Thanks for reminding me to pull out that book and buy a constant light source. I’ll have to practice on bottles of wine and spirits as my resident subjects hate being photographed 😊
One of the reasons I enjoy my daily visits to VSL is because Kirk is a very different photographer than me.
I rarely control the light. For me, the whole thrill of photography is seeking the light and making use of the challenges it presents, compared to Kirk who seeks to control the light to get the results he needs.
Of course, his work is that of a professional engaged to provide portraits or documentary that has a specific professional purpose. So controlling the light makes sense.
I do not think I would shoot pictures much if I controlled the light. The studio holds little appeal to me. Instead, the constant search for the right light leads to being up and awake at absurd hours of the day, sometimes in discomfort, often bored, frequently frustrated. And then.. and then.. the light provides you with the gift you seek and you get the shot. ( or a shot at least ) that made it all worthwhile.
That is photography for me. YMMV. :)
Good lighting is important for many different types of photographs. I usually take photographs of birds, wildlife, scenery, and buildings. I am unable to control the lighting in those circumstances. But I can do one of two things - take photographs at a time and location that get the best results for the subject(s), or make best use of the light that I have to work with. Birds deep in a tree can be nicely photographed if their head happens to be placed (usually momentarily) where a spot of sunlight managed to get past all of the branches and leaves. Buildings and landscapes are usually at their best at a certain time of the day. I was reminded of this when I was recently walking early one morning in a touristy area I used to frequent in my youth. The light on one prominent building was spectacular, and I got the best photos of it that I had ever taken.

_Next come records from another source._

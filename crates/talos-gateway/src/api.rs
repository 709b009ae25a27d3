//! Shared API error type and service endpoints.

use crate::AppState;
use axum::{
    extract::Extension,
    http::StatusCode,
    response::{IntoResponse, Response},
    Json,
};
use serde::Serialize;
use serde_json::{json, Value};
use std::sync::Arc;
use talos_audit::StoreError;

/// Errors returned by the REST handlers as `{"error": ...}` bodies.
#[derive(Debug, thiserror::Error)]
pub enum ApiError {
    #[error("invalid input: {0}")]
    BadRequest(String),
    #[error("internal server error: {0}")]
    InternalServerError(String),
}

impl IntoResponse for ApiError {
    fn into_response(self) -> Response {
        let (status, message) = match self {
            ApiError::BadRequest(msg) => (StatusCode::BAD_REQUEST, msg),
            ApiError::InternalServerError(msg) => (StatusCode::INTERNAL_SERVER_ERROR, msg),
        };

        (status, Json(json!({ "error": message }))).into_response()
    }
}

impl From<StoreError> for ApiError {
    fn from(e: StoreError) -> Self {
        match e {
            StoreError::InvalidCursor(e) => ApiError::BadRequest(format!("invalid cursor: {e}")),
            other => {
                tracing::error!(error = %other, "audit store query failed");
                ApiError::InternalServerError(other.to_string())
            }
        }
    }
}

impl From<tokio::task::JoinError> for ApiError {
    fn from(e: tokio::task::JoinError) -> Self {
        ApiError::InternalServerError(format!("task join error: {e}"))
    }
}

/// Handler for `GET /health`.
pub async fn health() -> Json<Value> {
    Json(json!({
        "status": "ok",
        "version": env!("CARGO_PKG_VERSION")
    }))
}

/// Body of `GET /api/gateway/status`.
#[derive(Debug, Serialize)]
pub struct GatewayStatus {
    pub status: &'static str,
    pub version: &'static str,
    pub region: String,
    pub run_id: String,
    pub sessions: usize,
    pub queue_capacity: usize,
    pub forwarded: u64,
    pub forward_failures: u64,
}

/// Handler for `GET /api/gateway/status`.
pub async fn status_handler(Extension(state): Extension<Arc<AppState>>) -> Json<GatewayStatus> {
    let counts = state.forward_stats.counts();
    Json(GatewayStatus {
        status: "ok",
        version: env!("CARGO_PKG_VERSION"),
        region: state.config.server.region.clone(),
        run_id: state.run_id.clone(),
        sessions: state.registry.len(),
        queue_capacity: state.registry.capacity(),
        forwarded: counts.forwarded,
        forward_failures: counts.forward_failures,
    })
}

In the past I had photographed it in the afternoon - but I realized that, all along, I really should have dragged my lazy backside out of bed and photographed it early in the morning.
Please keep reminding us that lighting, not the latest gear, is ultimately the most important part of our photography.

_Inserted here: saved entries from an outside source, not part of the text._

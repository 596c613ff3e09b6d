use async_trait::async_trait;
use reqwest::Client;
use serde::Deserialize;
use url::Url;

use crate::layers::error::{endpoint, Error, Result};
use crate::layers::Paper;

pub const ADS_API_URL: &str = "https://api.adsabs.harvard.edu/v1";

/// A bibliographic search backend.
#[async_trait]
pub trait PaperSearch: Send + Sync {
    async fn search(&self, query: &str, rows: usize) -> Result<Vec<Paper>>;
}

#[derive(Deserialize)]
struct AdsResult {
    response: AdsResponse,
}

#[derive(Deserialize)]
struct AdsResponse {
    #[serde(default)]
    docs: Vec<AdsDoc>,
}

#[derive(Deserialize)]
struct AdsDoc {
    bibcode: String,
    #[serde(default)]
    title: Vec<String>,
    #[serde(default, rename = "abstract")]
    abstract_text: Option<String>,
}

pub struct AdsClient {
    client: Client,
    url: Url,
    token: String,
}

impl AdsClient {
    pub fn new(base_url: &str, token: Option<String>) -> Result<Self> {
        let token = token
            .filter(|t| !t.trim().is_empty())
            .ok_or(Error::MissingCredential("ADS_API_TOKEN"))?;
        Ok(Self {
            client: Client::new(),
            url: endpoint(base_url, "search/query")?,
            token,
        })
    }
}

#[async_trait]
impl PaperSearch for AdsClient {
    async fn search(&self, query: &str, rows: usize) -> Result<Vec<Paper>> {
        let rows = rows.to_string();
        let request = self
            .client
            .get(self.url.clone())
            .bearer_auth(&self.token)
            .query(&[("q", query), ("fl", "bibcode,title,abstract"), ("rows", rows.as_str())]);

        tracing::info!("Querying ADS: {}", query);
        match request.send().await {
            Ok(resp) => {
                let status = resp.status();
                if !status.is_success() {
                    let body = resp.text().await.unwrap_or_default();
                    return Err(Error::Api { service: "ADS", status, body });
                }
                let results: AdsResult = resp.json().await?;
                Ok(results
                    .response
                    .docs
                    .into_iter()
                    .map(|doc| {
                        Paper::new(
                            doc.bibcode,
                            doc.title.into_iter().next().unwrap_or_default(),
                            doc.abstract_text.unwrap_or_default(),
                        )
                    })
                    .collect())
            }
            Err(e) => Err(Error::Http(e)),
        }
    }
}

I don't change my Depends (TM) THAT often.
...And while your at it get a flash meter used of course to check ratios. Make notes in a notebook, draw pictures in a note book, and plan out shoots ahead of time in a notebook.
You realize, of course, that you have a perfectly serendipitous e-book right at hand. One which can be sketched out in rough while waiting for clients to show up for their portraits in the air conditioned comfort of lawyers’ offices and medical practices all over the city. One which can be done without conflict with your print publisher unless there’s a no-compete agreement in place. The Amherst LED lighting book dates to 2012. A lot of technology has changed. Physics and aesthetics (for the most part) have not. Simple diagrams can demonstrate the basics. Behind the scenes shots on real locations can expand on the fine points. Clients probably would cooperate in the use of location images which are generic. A rare individual might even volunteer to take part. If not, recruit an occasional model from your swim club. Links to simplified videos demonstrating technique can be included as well as linking to your Craftsy portrait course. You could provide links to selected product review videos by Caleb Pike, Curtis Judd and others — and benefit from links to your e-book in their Youtube descriptive material. There’s a nearby graphic designer who might be persuaded to handle page layout and typography. And a proficient young DP/editor who might be conned into assisting with the BTS video aspect.

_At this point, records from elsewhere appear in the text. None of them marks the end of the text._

use async_trait::async_trait;
use reqwest::Client;
use serde::{Deserialize, Serialize};
use url::Url;

use crate::layers::error::{endpoint, Error, Result};

pub const DEFAULT_SYSTEM_MESSAGE: &str =
    "You are a helpful assistant that answer questions and provide guidance.";
pub const DEFAULT_MAX_TOKENS: u32 = 10_000;

#[derive(Debug, Clone, Copy, PartialEq, Eq, Serialize, Deserialize)]
#[serde(rename_all = "lowercase")]
pub enum Role {
    System,
    User,
    Assistant,
}

#[derive(Debug, Clone, PartialEq, Eq, Serialize, Deserialize)]
pub struct ChatMessage {
    pub role: Role,
    pub content: String,
}

impl ChatMessage {
    pub fn system(content: impl Into<String>) -> Self {
        Self { role: Role::System, content: content.into() }
    }

    pub fn user(content: impl Into<String>) -> Self {
        Self { role: Role::User, content: content.into() }
    }

    pub fn assistant(content: impl Into<String>) -> Self {
        Self { role: Role::Assistant, content: content.into() }
    }
}

/// Text in, text out. Every pipeline talks to the model through this.
#[async_trait]
pub trait ChatModel: Send + Sync {
    fn model_name(&self) -> &str;

    async fn complete(&self, messages: &[ChatMessage]) -> Result<String>;

    /// One-shot prompt under the default system message, no history.
    async fn respond(&self, prompt: &str) -> Result<String> {
        let messages = [ChatMessage::system(DEFAULT_SYSTEM_MESSAGE), ChatMessage::user(prompt)];
        self.complete(&messages).await
    }
}

#[derive(Serialize)]
struct ChatRequest<'a> {
    model: &'a str,
    messages: &'a [ChatMessage],
    max_tokens: u32,
}

#[derive(Deserialize)]
struct ChatResponse {
    #[serde(default)]
    choices: Vec<ChatChoice>,
}

#[derive(Deserialize)]
struct ChatChoice {
    message: ChatChoiceMessage,
}

#[derive(Deserialize)]
struct ChatChoiceMessage {
    content: Option<String>,
}

/// Client for an OpenAI-compatible `chat/completions` endpoint.
pub struct LlmClient {
    client: Client,
    url: Url,
    api_key: String,
    model: String,
    max_tokens: u32,
}

impl LlmClient {
    pub fn new(base_url: &str, api_key: Option<String>, model: impl Into<String>) -> Result<Self> {
        let api_key = api_key
            .filter(|k| !k.trim().is_empty())
            .ok_or(Error::MissingCredential("OPENAI_API_KEY"))?;
        Ok(Self {
            client: Client::new(),
            url: endpoint(base_url, "chat/completions")?,
            api_key,
            model: model.into(),
            max_tokens: DEFAULT_MAX_TOKENS,
        })
    }

    pub fn with_max_tokens(mut self, max_tokens: u32) -> Self {
        self.max_tokens = max_tokens;
        self
    }
}

#[async_trait]
impl ChatModel for LlmClient {
    fn model_name(&self) -> &str {
        &self.model
    }

    async fn complete(&self, messages: &[ChatMessage]) -> Result<String> {
        let request = ChatRequest {
            model: &self.model,
            messages,
            max_tokens: self.max_tokens,
        };

        tracing::debug!("Querying {} with {} messages", self.model, messages.len());
        let resp = self
            .client
            .post(self.url.clone())
            .bearer_auth(&self.api_key)
            .json(&request)
            .send()
            .await?;

        let status = resp.status();
        if !status.is_success() {
            let body = resp.text().await.unwrap_or_default();
            return Err(Error::Api { service: "LLM", status, body });
        }

        let body: ChatResponse = resp.json().await?;
        body.choices
            .into_iter()
            .next()
            .and_then(|c| c.message.content)
            .ok_or(Error::EmptyResponse)
    }
}

/// A chat that keeps its history, so follow-up prompts see earlier turns.
pub struct Conversation<'m> {
    model: &'m dyn ChatModel,
    messages: Vec<ChatMessage>,
}

impl<'m> Conversation<'m> {
    pub fn new(model: &'m dyn ChatModel, system: Option<&str>) -> Self {
        Self {
            model,
            messages: vec![ChatMessage::system(system.unwrap_or(DEFAULT_SYSTEM_MESSAGE))],
        }
    }

    pub async fn ask(&mut self, prompt: &str) -> Result<String> {
        self.messages.push(ChatMessage::user(prompt));
        match self.model.complete(&self.messages).await {
            Ok(answer) => {
                self.messages.push(ChatMessage::assistant(answer.clone()));
                Ok(answer)
            }
            Err(e) => {
                // a failed turn leaves no trace in the history
                self.messages.pop();
                Err(e)
            }
        }
    }

    /// Drops the last `n` messages, or everything but the system message.
    pub fn clear_history(&mut self, n: Option<usize>) {
        let keep = match n {
            Some(n) => self.messages.len().saturating_sub(n).max(1),
            None => 1,
        };
        self.messages.truncate(keep);
    }

    pub fn history(&self) -> &[ChatMessage] {
        &self.messages
    }
}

Keep the price low. I’ll gladly preorder the first one.
Don G / Wizwow is the man !
I recently spent ~$1k to get a parabolic umbrella with a grid and am waiting for it to arrive so I can start to use it.
Have $ waiting to see which powerful LED I want to get and also waiting for Nikon's mirrorless, those questions should be answered by the end of this month to wait for those releases or buy what is available now.